Another police officer was reported killed in separate confrontation.

Hundreds of militants and more than 100 police and soldiers have died since a ceasefire collapsed in July, shattering a peace process launched in 2012. It is the worst violence Turkey has seen in two decades.

The Diyarbakir governor's office said it had placed the central historic Sur district under a round-the-clock curfew. Security sources said seven police officers were wounded in clashes there.

In other central areas of the city, police fired tear gas and a water cannon at small groups of youths who threw stones and tried to set up street barricades in protest against the curfew.

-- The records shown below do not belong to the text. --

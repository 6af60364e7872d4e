//! Projection checkpoints and the per-projection idempotency ledger (§4.5).
//!
//! A projection's checkpoint is the last event version it has folded in;
//! rebuilding a projection means clearing its checkpoint and ledger and
//! replaying the whole log from version 0. The ledger records which
//! `idempotency_key`s a projection has already applied so a redelivered or
//! replayed event is a no-op the second time.

use chrono::{DateTime, Utc};
use serde::{Deserialize, Serialize};
use uuid::Uuid;

use crate::errors::CoreError;

#[derive(Debug, Clone, Serialize, Deserialize)]
pub struct ProjectionCheckpoint {
    pub projection_id: String,
    pub last_event_version: u64,
    pub checkpointed_at: DateTime<Utc>,
    pub idempotency_key: Uuid,
    pub status: String,
}

/// Durable state a projection needs: its checkpoint plus the idempotency
/// ledger that guards each handler against double-application.
pub trait CheckpointStore {
    fn load_checkpoint(&self, projection_id: &str) -> Result<Option<ProjectionCheckpoint>, CoreError>;

    fn save_checkpoint(&self, checkpoint: &ProjectionCheckpoint) -> Result<(), CoreError>;

    /// Clears a projection's checkpoint and idempotency ledger so the next
    /// run replays the event log from scratch.
    fn reset(&self, projection_id: &str) -> Result<(), CoreError>;

    fn has_processed(&self, projection_id: &str, idempotency_key: &str) -> Result<bool, CoreError>;

    fn mark_processed(&self, projection_id: &str, idempotency_key: &str) -> Result<(), CoreError>;
}

/// In-memory `CheckpointStore`, for tests and single-process demos.
pub struct InMemoryCheckpointStore {
    checkpoints: std::sync::Mutex<std::collections::HashMap<String, ProjectionCheckpoint>>,
    ledger: std::sync::Mutex<std::collections::HashSet<(String, String)>>,
}

impl InMemoryCheckpointStore {
    pub fn new() -> Self {
        Self {
            checkpoints: std::sync::Mutex::new(std::collections::HashMap::new()),
            ledger: std::sync::Mutex::new(std::collections::HashSet::new()),
        }
    }
}

impl Default for InMemoryCheckpointStore {
    fn default() -> Self {
        Self::new()
    }
}

impl CheckpointStore for InMemoryCheckpointStore {
    fn load_checkpoint(&self, projection_id: &str) -> Result<Option<ProjectionCheckpoint>, CoreError> {
        let guard = self.checkpoints.lock().expect("checkpoint mutex poisoned");
        Ok(guard.get(projection_id).cloned())
    }

    fn save_checkpoint(&self, checkpoint: &ProjectionCheckpoint) -> Result<(), CoreError> {
        let mut guard = self.checkpoints.lock().expect("checkpoint mutex poisoned");
        guard.insert(checkpoint.projection_id.clone(), checkpoint.clone());
        Ok(())
    }

    fn reset(&self, projection_id: &str) -> Result<(), CoreError> {
        self.checkpoints
            .lock()
            .expect("checkpoint mutex poisoned")
            .remove(projection_id);
        self.ledger
            .lock()
            .expect("ledger mutex poisoned")
            .retain(|(p, _)| p != projection_id);
        Ok(())
    }

    fn has_processed(&self, projection_id: &str, idempotency_key: &str) -> Result<bool, CoreError> {
        let guard = self.ledger.lock().expect("ledger mutex poisoned");
        Ok(guard.contains(&(projection_id.to_string(), idempotency_key.to_string())))
    }

    fn mark_processed(&self, projection_id: &str, idempotency_key: &str) -> Result<(), CoreError> {
        let mut guard = self.ledger.lock().expect("ledger mutex poisoned");
        guard.insert((projection_id.to_string(), idempotency_key.to_string()));
        Ok(())
    }
}

#[cfg(test)]
mod tests {
    use super::*;

    #[test]
    fn mark_processed_then_has_processed_is_true() {
        let store = InMemoryCheckpointStore::new();
        assert!(!store.has_processed("monitor", "k1").unwrap());
        store.mark_processed("monitor", "k1").unwrap();
        assert!(store.has_processed("monitor", "k1").unwrap());
    }

    #[test]
    fn reset_clears_checkpoint_and_ledger() {
        let store = InMemoryCheckpointStore::new();
        store.mark_processed("monitor", "k1").unwrap();
        store
            .save_checkpoint(&ProjectionCheckpoint {
                projection_id: "monitor".into(),
                last_event_version: 3,
                checkpointed_at: Utc::now(),
                idempotency_key: Uuid::new_v4(),
                status: "ok".into(),
            })
            .unwrap();

        store.reset("monitor").unwrap();

        assert!(store.load_checkpoint("monitor").unwrap().is_none());
        assert!(!store.has_processed("monitor", "k1").unwrap());
    }
}
//! Wrapper around running embedded migrations.

use crate::error::PersistenceError;
use diesel::connection::SimpleConnection;
use diesel::pg::PgConnection;
use diesel_migrations::{embed_migrations, EmbeddedMigrations, MigrationHarness};

// Expected directory: `migrations/` in this crate. All migrations found
// there are embedded into the binary at compile time.
pub const MIGRATIONS: EmbeddedMigrations = embed_migrations!();

pub fn run_pending_migrations(conn: &mut PgConnection) -> Result<(), PersistenceError> {
    conn.batch_execute("CREATE EXTENSION IF NOT EXISTS pgcrypto;").ok();
    conn.run_pending_migrations(MIGRATIONS)
        .map(|_| ())
        .map_err(|e| PersistenceError::Unknown(format!("migration error: {e}")))
}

Video footage from the scene showed protesters setting debris on fire before being driven from the street with the sound of gunshots ringing out in the background. It's unclear from the video if security forces were using live ammunition to disperse the crowd. A second video showed protesters who had tried to erect barricades being hit by a water cannon.

Related: Riot Police Block Kurdish Politicians From Marching to 'Besieged' Turkish Town

Speaking to reporters near the Sur district, the leader of the pro-Kurdish Peoples' Democratic Party (HDP), Selahattin Demirtas, called for the Turkish state and PKK leadership across the border in Iraq's Qandil mountains to halt the violence and return to peace talks.

"Both Ankara and Qandil must take a position that responds to the people's expectation with a clear, concrete project," he said. "Even if the peace (talks) table has been upturned it is in our power to put it up again."


The PKK began its separatist insurgency in 1984, triggering a conflict that has killed more than 40,000 people. The group, which says it is now fighting for greater Kurdish autonomy, is designated a terrorist organization by Turkey, the European Union and the United States.

President Recep Tayyip Erdogan has promised the fight will go on until "not one terrorist is left." The conflict has flared up as Turkey prepares for a snap parliamentary election on November 1 after an inconclusive vote in June.

Related: Kurds Fighting the Islamic State Enraged at Turkey Over Brutal Killing of Female Fighter

The PKK also launched an attack on Sunday with rocket-propelled grenades and rifles in the Silvan district of Diyarbakir province, killing one police officer and wounding another, one security source told Reuters. Locals officials said they also declared a curfew in that area.

The Sirnak governor's office said it declared a new curfew from 7pm local time in Cizre, near the Syrian and Iraqi borders, just 36 hours after the expiry of a previous eight-day round-the-clock curfew in the town.

Thousands of people gathered in the town on Sunday for the funerals of 16 people killed during the week and who were buried alongside each other, witnesses said.

The HDP has said 21 civilians were killed during clashes in the town while under curfew. The government said one civilian and 32 militants died.

State-run Anadolu Agency reported Culture and Tourism Minister Yalcin Topcu as saying the recent security forces' operations had hit the PKK hard.

"A significant portion of the mountain forces has been destroyed. Their structures in the cities are being ripped out and cast aside," he said.